Josef, der passionierte Handwerker, liegt noch in seinem Bett. Seine Mitbewohnerin Anna ist dagegen hellwach, sie hält gerne ein Schwätzchen, liebt kleine Scherze und feiert für ihr Leben gerne. Sie ist, was man guten Gewissens die Stimmungskanone der WG nennen kann. Emma ist dagegen eher eine ruhigere Zeitgenossin. Der zweite Josef in der Runde strahlt über das ganze Gesicht, was wahrscheinlich daran liegt, dass er gerade alleine mit Anna und Emma um den großen Tisch im Wohnzimmer der WG sitzt.
In einem Eck des Zimmers steht ein kleiner Fernseher, daneben eine Couch, auf der gut und gerne sechs Leute Platz haben.
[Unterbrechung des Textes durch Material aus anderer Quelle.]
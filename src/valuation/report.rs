//! Report rendering for the console and messaging sinks.
//!
//! Pure string building; delivery happens in the poller.

use super::summary::PortfolioSummary;
use crate::domain::ValuedPosition;

/// A rendered poll-cycle report: a plain-text console mirror and a
/// Markdown-formatted message body.
#[derive(Debug, Clone, PartialEq, Eq)]
pub struct Report {
    pub console_text: String,
    pub message_text: String,
}

/// Render valued positions and their summary into both report forms.
///
/// Display signs come from each position's after-fee profit flag, so a
/// position whose raw PnL is positive but whose after-fee PnL is negative
/// reads as a loss everywhere. Summary lines always carry an explicit sign,
/// `+` for values >= 0.
pub fn format(
    valued: &[ValuedPosition],
    summary: Option<&PortfolioSummary>,
    timestamp: &str,
    wallet: &str,
) -> Report {
    if valued.is_empty() {
        let line = format!("No open positions found for {}", wallet);
        return Report {
            message_text: format!("📊 *PnL Report*\n\n{}", line),
            console_text: line,
        };
    }

    let mut console = format!(
        "📊 PnL Update - {} - {} position(s)\n{}\n",
        timestamp,
        valued.len(),
        "=".repeat(80)
    );
    let mut message = format!(
        "📊 *PnL Report* - {}\n*{} position(s)*\n\n",
        timestamp,
        valued.len()
    );

    for v in valued {
        let sign = if v.is_profit() { "+" } else { "-" };
        let trend = if v.is_profit() { "📈" } else { "📉" };
        let pnl_abs = v.pnl_after_fees.abs();
        let pct_abs = v.pnl_after_fees_percent.abs();

        console.push_str(&format!(
            "🎯 {} {} | ${:.2} | PnL: {}${:.2} ({}{:.2}%) {}\n",
            v.side, v.display_name, v.current_price_usd, sign, pnl_abs, sign, pct_abs, trend
        ));

        message.push_str(&format!("🎯 *{} {}*\n", v.side, v.display_name));
        message.push_str(&format!("💰 Current: ${:.2}\n", v.current_price_usd));
        message.push_str(&format!("📊 Entry: ${:.2}\n", v.entry_price_usd));
        message.push_str(&format!("💵 Size: ${:.2}\n", v.size_usd));
        message.push_str(&format!("🔒 Collateral: ${:.2}\n", v.collateral_usd));
        message.push_str(&format!(
            "💼 PnL: {}${:.2} ({}{:.2}%) {}\n\n",
            sign, pnl_abs, sign, pct_abs, trend
        ));
    }

    if let Some(summary) = summary {
        let total_sign = if summary.total_pnl_after_fees.is_negative() {
            "-"
        } else {
            "+"
        };
        let avg_sign = if summary.avg_pnl_after_fees_percent.is_negative() {
            "-"
        } else {
            "+"
        };
        let total_abs = summary.total_pnl_after_fees.abs();
        let avg_abs = summary.avg_pnl_after_fees_percent.abs();

        console.push_str(&format!(
            "📈 Total PnL: {}${:.2} | Avg %: {}{:.2}%\n",
            total_sign, total_abs, avg_sign, avg_abs
        ));
        message.push_str(&format!("📈 *Total PnL: {}${:.2}*\n", total_sign, total_abs));
        message.push_str(&format!("📊 *Avg %: {}{:.2}%*", avg_sign, avg_abs));
    }

    Report {
        console_text: console,
        message_text: message,
    }
}
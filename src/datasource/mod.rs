//! Data source abstraction for fetching positions and oracle prices.

use crate::domain::{AccountKey, OraclePrice, Position};
use async_trait::async_trait;
use thiserror::Error;

pub mod jupiter;
pub mod mock;

pub use jupiter::JupiterRpcSource;
pub use mock::MockChainSource;

/// Source of a wallet's open positions.
#[async_trait]
pub trait PositionSource: Send + Sync {
    /// Fetch the owner's open positions, already filtered to size > 0.
    ///
    /// Returns (position account key, decoded position) pairs in the
    /// source's stable ordering; the report follows this ordering.
    async fn fetch_open_positions(
        &self,
        owner: &str,
    ) -> Result<Vec<(AccountKey, Position)>, SourceError>;
}

/// Source of live oracle prices.
#[async_trait]
pub trait OracleSource: Send + Sync {
    /// Fetch the current price from one oracle feed account.
    async fn fetch_price(&self, oracle_address: &str) -> Result<OraclePrice, SourceError>;
}

/// Error type for data source operations.
///
/// Any of these abandons the current poll cycle; there is no retry within
/// a cycle and the next scheduled cycle starts fresh.
#[derive(Debug, Clone, Error)]
pub enum SourceError {
    #[error("network error: {0}")]
    Network(String),
    #[error("http error: status {0}")]
    Http(u16),
    #[error("rpc error: {0}")]
    Rpc(String),
    #[error("malformed account data: {0}")]
    Parse(String),
}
Josef hat sie aus seiner alten Wohnung mit in die WG gebracht. Insgesamt vier Männer und zwei Frauen teilen sich das Haus in der Wolfsmünsterer Straße in Seifriedsburg. Sie essen gemeinsam, sie spielen und sie feiern gemeinsam, kurzum sie wohnen zusammen. An sich nichts ungewöhnliches. Doch das Durchschnittsalter dieser WG liegt nicht bei 18, sondern bei über 80.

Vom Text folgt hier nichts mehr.